Das Gutachten legt einen besonderen Fokus auf den Begriff der Fertigstellung. Es greife zu kurz, „den Begriff allein im baulich-technischen Sinne auszulegen“, sagte Thomas. „Denn es muss Beachtung finden, wenn die Nord Stream 2 AG zum Zeitpunkt des Inkrafttretens der neuen Erdgasbinnenmarkt-Richtlinie im Vertrauen auf die frühere Rechtslage bereits Milliardeninvestitionen getätigt hat.“

Ebenso müsse berücksichtigt werden, „wenn die Bauarbeiten im deutschen Hoheitsgebiet, auf die sich die Anwendbarkeit der neuen Richtlinie insoweit beschränkt, bereits praktisch abgeschlossen waren“. Nach Überzeugung des Hochschullehrers muss man den Begriff Fertigstellung daher „im wirtschaftlich-funktionalen Sinne begreifen“. Im Ergebnis, so das Resümee des Juristen, würde die enge Auslegung des Begriffs Fertigstellung zu einer Ungleichbehandlung in vergleichbar gelagerten Fällen führen.

„Denn baulich fertiggestellte Pipelines und die baulich noch nicht komplett fertiggestellte Leitung Nord Stream 2 sind in wesentlichen Merkmalen vergleichbar: Es wurden jeweils Investitionen getätigt, die irreversibel sind. Es wäre unverhältnismäßig, sie nicht gleich zu behandeln“, warnt Thomas.
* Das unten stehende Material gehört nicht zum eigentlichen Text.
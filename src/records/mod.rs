pub mod types;

use anyhow::{anyhow, Context, Result};
use async_trait::async_trait;
use chrono::{DateTime, NaiveDateTime, Utc};
use serde_json::Value;
use tracing::{debug, warn};

use crate::config::Settings;
use crate::error::PipelineError;

pub use types::{PostRecord, RecordPatch, RecordStatus};

const MAX_ATTEMPTS: u32 = 3;

/// Record store boundary: fetch candidate records, apply partial updates.
/// The store is assumed eventually consistent — a just-written update may
/// not be visible on the next immediate fetch.
#[async_trait]
pub trait RecordStore: Send + Sync {
    /// All non-approved records. Malformed records are skipped with a
    /// warning, never surfaced as errors.
    async fn fetch_pending(&self) -> Result<Vec<PostRecord>>;

    /// Partial update: fields not set in the patch are left unchanged.
    async fn update(&self, id: &str, patch: RecordPatch) -> Result<()>;
}

/// Airtable-style REST implementation: GET with pagination offsets, PATCH
/// per record, bearer auth.
pub struct AirtableStore {
    client: reqwest::Client,
    base_url: String,
    api_key: String,
}

impl AirtableStore {
    pub fn new(settings: &Settings) -> Result<Self> {
        let client = reqwest::Client::builder()
            .timeout(settings.request_timeout)
            .build()
            .context("Failed to create HTTP client")?;

        // Table names may contain spaces
        let table: String = settings
            .airtable_table
            .chars()
            .map(|c| {
                if c == ' ' {
                    "%20".to_string()
                } else {
                    c.to_string()
                }
            })
            .collect();
        let base_url = format!(
            "https://api.airtable.com/v0/{}/{}",
            settings.airtable_base_id, table
        );

        Ok(Self {
            client,
            base_url,
            api_key: settings.airtable_api_key.clone(),
        })
    }

    /// Send with bounded retry on transport errors, rate limits, and 5xx.
    async fn send_with_retry(&self, req: reqwest::RequestBuilder) -> Result<Value> {
        let mut last_err = String::new();
        for attempt in 1..=MAX_ATTEMPTS {
            let attempt_req = req
                .try_clone()
                .ok_or_else(|| anyhow!("request body is not cloneable"))?;
            match attempt_req.send().await {
                Ok(resp) => {
                    let status = resp.status();
                    let text = resp.text().await.unwrap_or_default();
                    if status.is_success() {
                        return serde_json::from_str(&text)
                            .context("failed to parse record store JSON");
                    }
                    if !(status.is_server_error() || status.as_u16() == 429) {
                        return Err(anyhow!(
                            "record store returned {}: {}",
                            status,
                            text
                        ));
                    }
                    warn!(attempt, %status, "record store request rejected");
                    last_err = format!("{}: {}", status, text);
                }
                Err(e) => {
                    warn!(attempt, error = %e, "record store request failed");
                    last_err = e.to_string();
                }
            }
            if attempt < MAX_ATTEMPTS {
                tokio::time::sleep(std::time::Duration::from_secs(attempt as u64 * 2))
                    .await;
            }
        }
        Err(PipelineError::Transient(last_err).into())
    }
}

#[async_trait]
impl RecordStore for AirtableStore {
    async fn fetch_pending(&self) -> Result<Vec<PostRecord>> {
        let mut records = Vec::new();
        let mut offset: Option<String> = None;

        loop {
            let mut req = self
                .client
                .get(&self.base_url)
                .header("Authorization", format!("Bearer {}", self.api_key));
            if let Some(off) = &offset {
                req = req.query(&[("offset", off)]);
            }

            let page = self.send_with_retry(req).await?;
            for raw in page["records"].as_array().map(|v| v.as_slice()).unwrap_or(&[]) {
                match parse_record(raw) {
                    Ok(record) => {
                        // Approved is terminal — nothing left to do
                        if record.status != RecordStatus::Approved {
                            records.push(record);
                        }
                    }
                    Err(e) => warn!(error = %e, "skipping malformed record"),
                }
            }

            offset = page["offset"].as_str().map(|s| s.to_string());
            if offset.is_none() {
                break;
            }
        }

        debug!(count = records.len(), "fetched candidate records");
        Ok(records)
    }

    async fn update(&self, id: &str, patch: RecordPatch) -> Result<()> {
        let url = format!("{}/{}", self.base_url, id);
        let body = serde_json::json!({ "fields": patch });
        let req = self
            .client
            .patch(&url)
            .header("Authorization", format!("Bearer {}", self.api_key))
            .json(&body);

        self.send_with_retry(req)
            .await
            .with_context(|| format!("failed to update record {}", id))?;
        debug!(record_id = id, "record updated");
        Ok(())
    }
}

fn parse_record(raw: &Value) -> Result<PostRecord, PipelineError> {
    let id = raw["id"]
        .as_str()
        .ok_or(PipelineError::Malformed {
            id: "<unknown>".to_string(),
            field: "id",
        })?
        .to_string();
    let fields = &raw["fields"];

    let topic = required_text(fields, "Topic", &id)?;
    let content = required_text(fields, "Post", &id)?;

    let created_at = fields["Timestamp"]
        .as_str()
        .and_then(parse_timestamp)
        .or_else(|| raw["createdTime"].as_str().and_then(parse_timestamp))
        .ok_or(PipelineError::Malformed {
            id: id.clone(),
            field: "Timestamp",
        })?;

    let status = match fields["Status"].as_str() {
        Some("Approved") => RecordStatus::Approved,
        Some("Revised") => RecordStatus::Revised,
        _ => RecordStatus::Pending,
    };

    Ok(PostRecord {
        id,
        topic,
        content,
        status,
        feedback: optional_text(fields, "Feedback"),
        processed_feedback: optional_text(fields, "Processed Feedback"),
        voice_quality: quality_score(fields, "voice score"),
        post_quality: quality_score(fields, "quality score"),
        version: fields["Version"].as_u64().unwrap_or(1) as u32,
        created_at,
        revised_at: fields["Revised At"].as_str().and_then(parse_timestamp),
        fine_tune_status: optional_text(fields, "Fine Tune Status"),
    })
}

fn required_text(fields: &Value, key: &'static str, id: &str) -> Result<String, PipelineError> {
    fields[key]
        .as_str()
        .map(str::trim)
        .filter(|s| !s.is_empty())
        .map(|s| s.to_string())
        .ok_or(PipelineError::Malformed {
            id: id.to_string(),
            field: key,
        })
}

fn optional_text(fields: &Value, key: &str) -> Option<String> {
    fields[key]
        .as_str()
        .map(str::trim)
        .filter(|s| !s.is_empty())
        .map(|s| s.to_string())
}

fn quality_score(fields: &Value, key: &str) -> Option<u8> {
    fields[key]
        .as_u64()
        .filter(|n| (1..=10).contains(n))
        .map(|n| n as u8)
}

/// Timestamps arrive in two shapes: RFC 3339 from the API, and the legacy
/// "YYYY-MM-DD HH:MM:SS UTC" format older rows were written with.
fn parse_timestamp(raw: &str) -> Option<DateTime<Utc>> {
    if let Ok(dt) = DateTime::parse_from_rfc3339(raw) {
        return Some(dt.with_timezone(&Utc));
    }
    NaiveDateTime::parse_from_str(raw, "%Y-%m-%d %H:%M:%S UTC")
        .or_else(|_| NaiveDateTime::parse_from_str(raw, "%Y-%m-%d %H:%M:%S"))
        .ok()
        .map(|naive| naive.and_utc())
}

#[cfg(test)]
mod tests {
    use super::*;

    #[test]
    fn test_parse_record_full() {
        let raw = serde_json::json!({
            "id": "rec123",
            "createdTime": "2025-06-01T10:00:00.000Z",
            "fields": {
                "Topic": "pricing",
                "Post": "draft A",
                "Status": "Pending",
                "Feedback": "  No, make it more personal  ",
                "voice score": 8,
                "quality score": 9,
                "Version": 2,
                "Timestamp": "2025-06-01 10:00:00 UTC"
            }
        });

        let record = parse_record(&raw).unwrap();
        assert_eq!(record.id, "rec123");
        assert_eq!(record.version, 2);
        assert_eq!(record.status, RecordStatus::Pending);
        assert_eq!(record.feedback.as_deref(), Some("No, make it more personal"));
        assert_eq!(record.voice_quality, Some(8));
    }

    #[test]
    fn test_parse_record_missing_content_is_malformed() {
        let raw = serde_json::json!({
            "id": "rec456",
            "createdTime": "2025-06-01T10:00:00.000Z",
            "fields": { "Topic": "pricing" }
        });

        let err = parse_record(&raw).unwrap_err();
        assert!(matches!(
            err,
            PipelineError::Malformed { field: "Post", .. }
        ));
    }

    #[test]
    fn test_parse_record_falls_back_to_created_time() {
        let raw = serde_json::json!({
            "id": "rec789",
            "createdTime": "2025-06-01T10:00:00.000Z",
            "fields": { "Topic": "pricing", "Post": "draft A" }
        });

        let record = parse_record(&raw).unwrap();
        assert_eq!(record.created_at.to_rfc3339(), "2025-06-01T10:00:00+00:00");
        assert_eq!(record.version, 1);
        assert!(record.feedback.is_none());
    }

    #[test]
    fn test_patch_serializes_only_set_fields() {
        let patch = RecordPatch {
            status: Some(RecordStatus::Approved),
            processed_feedback: Some("yes".to_string()),
            ..Default::default()
        };
        let json = serde_json::to_value(&patch).unwrap();
        assert_eq!(json["Status"], "Approved");
        assert_eq!(json["Processed Feedback"], "yes");
        assert!(json.get("Post").is_none());
        assert!(json.get("Version").is_none());
    }
}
Negative Stimmen zum Projekt

Die Gegner des Projektes sehen das anders. Sie argumentieren, Nord Stream 2 erhöhe die Abhängigkeit Europas von russischen Gaslieferungen und schwäche den Wettbewerb. Allein elf EU-Staaten haben sich nach Angaben der Bundesnetzagentur am Konsultationsprozess beteiligt, der Bestandteil des Verfahrens ist.

Die Staaten hätten „zum Teil umfangreiche Stellungnahmen abgegeben“, teilte die Behörde auf Anfrage mit. Die zuständige Beschlusskammer der Netzagentur werte die Stellungnahmen derzeit aus. Beteiligt haben sich laut Netzagentur Dänemark, Estland, Italien, Kroatien, Lettland, Litauen, Niederlande, Polen, Rumänien, Schweden und die Slowakei.
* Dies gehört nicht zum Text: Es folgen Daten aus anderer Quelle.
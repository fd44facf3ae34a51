use std::path::PathBuf;
use std::time::Duration;

use anyhow::{Context, Result};

/// Runtime configuration, loaded once at startup and passed by reference into
/// every component constructor. Missing credentials are fatal here, before the
/// poll loop starts; everything else has a sensible default.
#[derive(Debug, Clone)]
pub struct Settings {
    pub airtable_api_key: String,
    pub airtable_base_id: String,
    pub airtable_table: String,

    pub llm_base_url: String,
    pub llm_model: String,
    pub llm_api_key: Option<String>,

    /// Display name of the client whose voice the posts are written in.
    pub client_name: String,
    /// Normalized client identifier used to scope the artifact store.
    pub owner: String,

    pub poll_interval: Duration,
    pub request_timeout: Duration,
    /// How many retrieved artifacts to inject into a revision prompt.
    pub top_k: usize,
    /// Artifacts newer than this many days are excluded from retrieval, so
    /// the client's freshest posts are never recommended back at them.
    pub exclude_within_days: i64,

    pub data_dir: PathBuf,
    pub export_path: PathBuf,
    pub notify_webhook: Option<String>,
}

impl Settings {
    pub fn from_env() -> Result<Self> {
        let airtable_api_key =
            dotenv::var("AIRTABLE_API_KEY").context("AIRTABLE_API_KEY is required")?;
        let airtable_base_id =
            dotenv::var("AIRTABLE_BASE_ID").context("AIRTABLE_BASE_ID is required")?;
        let airtable_table =
            dotenv::var("AIRTABLE_TABLE_NAME").context("AIRTABLE_TABLE_NAME is required")?;

        let llm_base_url = dotenv::var("LLM_BASE_URL")
            .unwrap_or_else(|_| "https://api.openai.com/v1".to_string());
        let llm_model =
            dotenv::var("LLM_MODEL").unwrap_or_else(|_| "gpt-4o-mini".to_string());
        let llm_api_key = dotenv::var("LLM_API_KEY").ok().filter(|k| !k.is_empty());

        let client_name =
            dotenv::var("CLIENT_NAME").unwrap_or_else(|_| "client".to_string());
        let owner = client_name.trim().to_lowercase().replace(' ', "_");

        let poll_interval = Duration::from_secs(env_u64("POLL_INTERVAL_SECS", 300)?);
        let request_timeout = Duration::from_secs(env_u64("REQUEST_TIMEOUT_SECS", 45)?);
        let top_k = env_u64("RETRIEVAL_TOP_K", 3)? as usize;
        let exclude_within_days = env_u64("EXCLUDE_WITHIN_DAYS", 30)? as i64;

        let data_dir =
            PathBuf::from(dotenv::var("DATA_DIR").unwrap_or_else(|_| "./data".to_string()));
        let export_path = dotenv::var("EXPORT_PATH")
            .map(PathBuf::from)
            .unwrap_or_else(|_| data_dir.join("daily_feedback.jsonl"));
        let notify_webhook = dotenv::var("NOTIFY_WEBHOOK_URL")
            .ok()
            .filter(|u| !u.is_empty());

        Ok(Self {
            airtable_api_key,
            airtable_base_id,
            airtable_table,
            llm_base_url,
            llm_model,
            llm_api_key,
            client_name,
            owner,
            poll_interval,
            request_timeout,
            top_k,
            exclude_within_days,
            data_dir,
            export_path,
            notify_webhook,
        })
    }
}

fn env_u64(key: &str, default: u64) -> Result<u64> {
    match dotenv::var(key) {
        Ok(raw) => raw
            .trim()
            .parse::<u64>()
            .with_context(|| format!("{} must be an integer, got '{}'", key, raw)),
        Err(_) => Ok(default),
    }
}
use anyhow::{Context, Result};
use tracing::{debug, warn};

use crate::config::Settings;
use crate::records::PostRecord;

/// Fire-and-forget webhook notifications. A failed notification is logged
/// and dropped — it never rolls back the state transition that triggered it.
pub struct Notifier {
    client: reqwest::Client,
    webhook: Option<String>,
}

impl Notifier {
    pub fn new(settings: &Settings) -> Result<Self> {
        let client = reqwest::Client::builder()
            .timeout(settings.request_timeout)
            .build()
            .context("Failed to create HTTP client")?;
        Ok(Self {
            client,
            webhook: settings.notify_webhook.clone(),
        })
    }

    /// A notifier with no webhook configured; every call is a no-op.
    #[cfg(test)]
    pub fn disabled() -> Self {
        Self {
            client: reqwest::Client::new(),
            webhook: None,
        }
    }

    pub async fn notify_revised(&self, record: &PostRecord, new_version: u32) {
        let Some(url) = &self.webhook else {
            return;
        };

        let payload = serde_json::json!({
            "event": "post_revised",
            "record_id": record.id,
            "topic": record.topic,
            "version": new_version,
        });

        match self.client.post(url).json(&payload).send().await {
            Ok(resp) if resp.status().is_success() => {
                debug!(record_id = %record.id, "revision notification sent");
            }
            Ok(resp) => {
                warn!(record_id = %record.id, status = %resp.status(), "notification rejected");
            }
            Err(e) => {
                warn!(record_id = %record.id, error = %e, "notification failed");
            }
        }
    }
}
Insbesondere die osteuropäischen Staaten bekämpfen das Projekt seit Jahren vehement. Außerdem soll nach Angaben eines Sprechers der Behörde „in Kürze“ der Beschluss über die Beiladung von Unternehmen, die sich an dem Verfahren beteiligen wollen, auf der Website der Netzagentur veröffentlicht werden.

Welche Unternehmen das sein werden, hat die Netzagentur bereits am 17. März beschlossen, aber noch nicht öffentlich gemacht hat. Eines der beigeladenen Unternehmen hat sich allerdings bereits zu erkennen gegeben: Man sei von der Bundesnetzagentur beigeladen worden, teilte der polnische Energiekonzern PGNiG Ende vergangener Woche mit.
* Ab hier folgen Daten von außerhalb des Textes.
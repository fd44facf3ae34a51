use std::collections::HashSet;
use std::fs::{self, OpenOptions};
use std::io::Write;
use std::path::PathBuf;

use anyhow::{Context, Result};
use tracing::{debug, info};

use crate::records::PostRecord;

/// Marker written to the record store once a record has been exported.
pub const EXPORTED_MARKER: &str = "exported";

const SYSTEM_PROMPT: &str = "You are a LinkedIn content writer for HR coaches.";

/// Appends approved posts to the fine-tuning training file as
/// newline-delimited JSON. Append is the only mutation — the file is never
/// rewritten or reordered.
pub struct Exporter {
    path: PathBuf,
    /// Records exported during this process lifetime. Guards against a
    /// re-observed record whose store-side marker is not yet visible.
    exported: HashSet<String>,
}

impl Exporter {
    pub fn new(path: PathBuf) -> Self {
        Self {
            path,
            exported: HashSet::new(),
        }
    }

    /// Append one training example for the record. Returns false if the
    /// record was already exported (store marker or in-process set).
    pub fn export(&mut self, record: &PostRecord) -> Result<bool> {
        if record.fine_tune_status.as_deref() == Some(EXPORTED_MARKER)
            || self.exported.contains(&record.id)
        {
            debug!(record_id = %record.id, "record already exported, skipping");
            return Ok(false);
        }

        let example = serde_json::json!({
            "messages": [
                { "role": "system", "content": SYSTEM_PROMPT },
                {
                    "role": "user",
                    "content": format!("Write a LinkedIn post about {}.", record.topic)
                },
                { "role": "assistant", "content": record.content },
            ]
        });

        if let Some(parent) = self.path.parent() {
            fs::create_dir_all(parent)
                .with_context(|| format!("failed to create export dir {:?}", parent))?;
        }
        let mut file = OpenOptions::new()
            .create(true)
            .append(true)
            .open(&self.path)
            .with_context(|| format!("failed to open export file {:?}", self.path))?;
        writeln!(file, "{}", example)
            .with_context(|| format!("failed to append to {:?}", self.path))?;

        self.exported.insert(record.id.clone());
        info!(record_id = %record.id, topic = %record.topic, "training example exported");
        Ok(true)
    }
}

#[cfg(test)]
mod tests {
    use super::*;
    use chrono::Utc;

    use crate::records::RecordStatus;

    fn record(id: &str) -> PostRecord {
        PostRecord {
            id: id.to_string(),
            topic: "pricing".to_string(),
            content: "final approved post".to_string(),
            status: RecordStatus::Approved,
            feedback: Some("yes".to_string()),
            processed_feedback: None,
            voice_quality: Some(8),
            post_quality: Some(9),
            version: 1,
            created_at: Utc::now(),
            revised_at: None,
            fine_tune_status: None,
        }
    }

    fn read_lines(path: &std::path::Path) -> Vec<String> {
        std::fs::read_to_string(path)
            .unwrap_or_default()
            .lines()
            .map(|l| l.to_string())
            .collect()
    }

    #[test]
    fn test_export_appends_one_training_line() {
        let dir = tempfile::tempdir().unwrap();
        let path = dir.path().join("train.jsonl");
        let mut exporter = Exporter::new(path.clone());

        assert!(exporter.export(&record("rec1")).unwrap());

        let lines = read_lines(&path);
        assert_eq!(lines.len(), 1);
        let parsed: serde_json::Value = serde_json::from_str(&lines[0]).unwrap();
        let messages = parsed["messages"].as_array().unwrap();
        assert_eq!(messages.len(), 3);
        assert_eq!(messages[0]["role"], "system");
        assert_eq!(
            messages[1]["content"],
            "Write a LinkedIn post about pricing."
        );
        assert_eq!(messages[2]["content"], "final approved post");
    }

    #[test]
    fn test_export_is_idempotent_per_record() {
        let dir = tempfile::tempdir().unwrap();
        let path = dir.path().join("train.jsonl");
        let mut exporter = Exporter::new(path.clone());

        assert!(exporter.export(&record("rec1")).unwrap());
        // Re-observed before the store marker is visible
        assert!(!exporter.export(&record("rec1")).unwrap());
        assert_eq!(read_lines(&path).len(), 1);
    }

    #[test]
    fn test_export_respects_store_marker() {
        let dir = tempfile::tempdir().unwrap();
        let path = dir.path().join("train.jsonl");
        let mut exporter = Exporter::new(path.clone());

        let mut rec = record("rec2");
        rec.fine_tune_status = Some(EXPORTED_MARKER.to_string());
        assert!(!exporter.export(&rec).unwrap());
        assert!(read_lines(&path).is_empty());
    }

    #[test]
    fn test_export_appends_without_rewriting() {
        let dir = tempfile::tempdir().unwrap();
        let path = dir.path().join("train.jsonl");
        let mut exporter = Exporter::new(path.clone());

        exporter.export(&record("rec1")).unwrap();
        let first = read_lines(&path)[0].clone();
        exporter.export(&record("rec2")).unwrap();

        let lines = read_lines(&path);
        assert_eq!(lines.len(), 2);
        assert_eq!(lines[0], first);
    }
}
Das Unternehmen darf seine Sicht im Verfahren präsentieren und auch Akten einsehen. „Nord Stream 2 darf keine Freistellung von der Regulierung bekommen“, sagte PGNiG-Chef Jerzy Kwiecinski. Eine Freistellung sei ausschließlich für solche Pipelines denkbar, die vor Inkrafttreten der EU-Erdgasbinnenmarkt-Richtlinie schon fertiggestellt worden seien.